The only hunting talk is about positioning around the other hunters. By 7:30 a.m., there are 20 hunters within sight, all fighting for the same spots.

As happens every year, a few risktakers take an early shot or two, the first around 7:35. But then all is quiet until 7:50, when the number of shots ringing through the air reaches a critical mass and everyone lets loose.

“It sounds like Vietnam over here,” Mr. Beckett says.

Everywhere, there are dogs – labs, pointers, spaniels, and others – rooting around in bushes and undergrowth, trying to rouse a pheasant into the air. And they are successful – shot after shot, hunters hit their targets, and birds fall to the ground.

After an hour, Mr. Beckett’s team is a bit disappointed with their haul. They have 14 birds, each thrown bloody into the back of their van.

These three hunts – the final one will be Thursday and Friday – fatten Pelee’s economy.

In six days, about 2,000 hunters will bring about $1 million Canadian into the economy.

“This hunt is tremendously important,” said Mr. Krestel, the mayor.

It’s important to him because it puts about $140,000 Canadian into the island’s general fund in a good year. The money comes from the $175 licenses that hunters must buy and the $50 fee all foreigners must pay on top of that.

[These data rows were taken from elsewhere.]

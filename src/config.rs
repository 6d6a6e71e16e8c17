use std::net::{IpAddr, Ipv4Addr, SocketAddr};

#[derive(Debug, Clone)]
pub struct Config {
    pub host: IpAddr,
    pub port: u16,
    pub log_level: String,
    pub cors_origins: Vec<String>,
}

impl Config {
    pub fn from_env() -> Self {
        let port = std::env::var("PORT")
            .ok()
            .and_then(|value| value.parse::<u16>().ok())
            .unwrap_or(8000);

        let host = std::env::var("HOST")
            .ok()
            .and_then(|value| value.parse::<IpAddr>().ok())
            .unwrap_or(IpAddr::V4(Ipv4Addr::new(0, 0, 0, 0)));

        let log_level = std::env::var("RUST_LOG").unwrap_or_else(|_| "info".to_string());

        let cors_origins = std::env::var("CORS_ORIGINS")
            .unwrap_or_else(|_| "http://localhost:3000".to_string())
            .split(',')
            .map(|origin| origin.trim().to_string())
            .filter(|origin| !origin.is_empty())
            .collect();

        Self {
            host,
            port,
            log_level,
            cors_origins,
        }
    }

    pub fn bind_addr(&self) -> SocketAddr {
        SocketAddr::new(self.host, self.port)
    }
}
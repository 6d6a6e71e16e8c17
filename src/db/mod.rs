pub mod memory;
pub mod migrate;
pub mod postgres;

use async_trait::async_trait;
use thiserror::Error;

use crate::models::{Character, QuizAttempt, Radical, UserProgress};

pub use memory::MemoryStore;
pub use postgres::PostgresStore;

/// Storage failure, as opposed to "not found" which lookups express as
/// `Ok(None)` so callers can tell the two apart.
#[derive(Debug, Error)]
pub enum StoreError {
    #[error("database error: {0}")]
    Database(#[from] sqlx::Error),
    #[error("invalid stored value: {0}")]
    Corrupt(String),
}

/// Read access to learning content.
#[async_trait]
pub trait ContentStore: Send + Sync {
    async fn list_radicals(&self, limit: i64, offset: i64) -> Result<Vec<Radical>, StoreError>;
    async fn get_radical(&self, id: &str) -> Result<Option<Radical>, StoreError>;
    async fn search_radicals(&self, query: &str) -> Result<Vec<Radical>, StoreError>;
    async fn list_characters(
        &self,
        limit: i64,
        offset: i64,
        hsk_level: Option<i64>,
    ) -> Result<Vec<Character>, StoreError>;
    async fn get_character(&self, id: &str) -> Result<Option<Character>, StoreError>;
    async fn search_characters(&self, query: &str) -> Result<Vec<Character>, StoreError>;
}

/// Persistence for per-user scheduling records. The scheduler itself never
/// talks to a concrete store; routes load records through this interface,
/// run the scheduler, and write the result back.
#[async_trait]
pub trait ProgressStore: Send + Sync {
    async fn get_progress(
        &self,
        user_id: &str,
        item_id: &str,
    ) -> Result<Option<UserProgress>, StoreError>;
    async fn list_progress(&self, user_id: &str) -> Result<Vec<UserProgress>, StoreError>;
    async fn upsert_progress(&self, progress: &UserProgress) -> Result<(), StoreError>;
}

/// Quiz attempt log.
#[async_trait]
pub trait AttemptStore: Send + Sync {
    async fn insert_attempt(&self, attempt: &QuizAttempt) -> Result<(), StoreError>;
    /// Newest first.
    async fn list_attempts(&self, user_id: &str, limit: i64)
        -> Result<Vec<QuizAttempt>, StoreError>;
    async fn list_incorrect_attempts(&self, user_id: &str) -> Result<Vec<QuizAttempt>, StoreError>;
}

/// Everything the service layer needs from a backing store.
#[async_trait]
pub trait Store: ContentStore + ProgressStore + AttemptStore {
    async fn ping(&self) -> Result<(), StoreError>;
}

This won’t qualify as a good year, though, because of that most-hated of poachers, the raccoon. Coons broke into the pheasant farm, carting off or killing 2,000 birds.

“Evidently, they climbed up the wire sides and ripped open the netting on top, then down they went,” Mr. Krestel said, shaking his head. The pilfered fowl cost $4 each to replace.

That extra investment was a blow, because not much else seems to be going well for the island these days.

There’s been talk back and forth with the provincial government about cutting the subsidies that support the Jiimaan, the ferry that takes islanders to the mainland for groceries, health care, and the occasional Big Mac. A cut could mean the fare each way would double, which would cost a family of four shipping off to the mainland every weekend about $150 a month.

Next year, the boards of education in Essex County and the city of Windsor will merge. Pelee’s tiny three-room schoolhouse is run by Essex County admininistrators on the mainland, and locals fear the 35 students and three teachers on the island will become an even more distant concern to a consolidated district.

And a new Canadian firearms law set to take affect next year will require Americans bringing a gun across the border to pay $50 to register it each year. That can only discourage American hunters.

But the news isn’t all negative. The government is removing a 20 per cent tax on Americans buying Canadian land to encourage Pelee as a location for summer cottages, and developers are planning a condo community on the island’s southern tip.

And Pelee is still a popular destination for summer vacationers trying to get away from big-city bustle. The population soars to about 1,000 in the summer.

“I think the island will survive, no matter what,” Mr. Krestel says. “We’ve always been a survivor.”